[[ Materials provided open ]]

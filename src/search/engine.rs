//! Search engine - card lookup plus snippet expansion / 搜索引擎
//!
//! Flow: query the store for cards whose name or story contains the query,
//! then emit one hit per occurrence in each story. Results keep store order,
//! then match position; there is no relevance ranking.

use std::sync::Arc;

use super::snippet::extract_snippets;
use crate::error::{ServiceError, ValidationError};
use crate::models::{SearchHit, SearchResponse};
use crate::store::{CardFilter, CardStore};

/// Characters kept on each side of a match / 匹配两侧保留的字符数
pub const SNIPPET_WINDOW: usize = 40;
/// Per-card snippet cap / 每张卡片的摘要上限
pub const MAX_SNIPPETS_PER_CARD: usize = 99;
/// Documents fetched from the store per search / 每次搜索读取的文档上限
pub const MAX_CARDS_PER_SEARCH: usize = 50;

/// Trim a raw query, rejecting blank input / 校验查询词
pub fn normalize_query(query: &str) -> Result<&str, ValidationError> {
    let query = query.trim();
    if query.is_empty() {
        return Err(ValidationError::EmptyQuery);
    }
    Ok(query)
}

/// Category filter parsed from the `types` query parameter / 分类过滤
#[derive(Debug, Clone, Default, PartialEq, Eq)]
pub struct TypeFilter(Vec<String>);

impl TypeFilter {
    /// Parse a comma-separated list, dropping blank entries
    pub fn parse(raw: &str) -> Self {
        Self::from_iter(raw.split(','))
    }

    pub fn is_empty(&self) -> bool {
        self.0.is_empty()
    }

    pub fn as_slice(&self) -> &[String] {
        &self.0
    }

    /// `None` when the filter is empty, meaning "all types"
    pub fn into_types(self) -> Option<Vec<String>> {
        (!self.0.is_empty()).then_some(self.0)
    }
}

impl<S: AsRef<str>> FromIterator<S> for TypeFilter {
    fn from_iter<I: IntoIterator<Item = S>>(iter: I) -> Self {
        Self(
            iter.into_iter()
                .map(|s| s.as_ref().trim().to_string())
                .filter(|s| !s.is_empty())
                .collect(),
        )
    }
}

/// Search engine over a card store / 卡片搜索引擎
#[derive(Clone)]
pub struct SearchEngine {
    store: Arc<dyn CardStore>,
    window: usize,
    max_snippets: usize,
    max_cards: usize,
}

impl SearchEngine {
    pub fn new(store: Arc<dyn CardStore>) -> Self {
        Self {
            store,
            window: SNIPPET_WINDOW,
            max_snippets: MAX_SNIPPETS_PER_CARD,
            max_cards: MAX_CARDS_PER_SEARCH,
        }
    }

    /// Run a search / 执行搜索
    pub async fn search(
        &self,
        query: &str,
        type_filter: Option<TypeFilter>,
    ) -> Result<SearchResponse, ServiceError> {
        let query = normalize_query(query)?;

        let types = type_filter.and_then(TypeFilter::into_types);
        let filter = CardFilter::containing(query)
            .types(types)
            .limit(self.max_cards);
        let cards = self.store.find(&filter).await?;

        let mut results = Vec::new();
        for card in &cards {
            for snippet in extract_snippets(&card.story, query, self.window, self.max_snippets) {
                results.push(SearchHit {
                    card_id: card.id.clone(),
                    card_type: card.card_type.clone(),
                    name: card.name.clone(),
                    snippet: snippet.text,
                });
            }
        }

        tracing::debug!(
            "Search {:?}: {} cards, {} hits",
            query,
            cards.len(),
            results.len()
        );

        Ok(SearchResponse {
            query: query.to_string(),
            total: results.len(),
            results,
        })
    }
}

[[ Materials provided closed ]]

Search the entries for the string "usize" and return each line where it turns up.

pub const SNIPPET_WINDOW: usize = 40;
pub const MAX_SNIPPETS_PER_CARD: usize = 99;
pub const MAX_CARDS_PER_SEARCH: usize = 50;
    window: usize,
    max_snippets: usize,
    max_cards: usize,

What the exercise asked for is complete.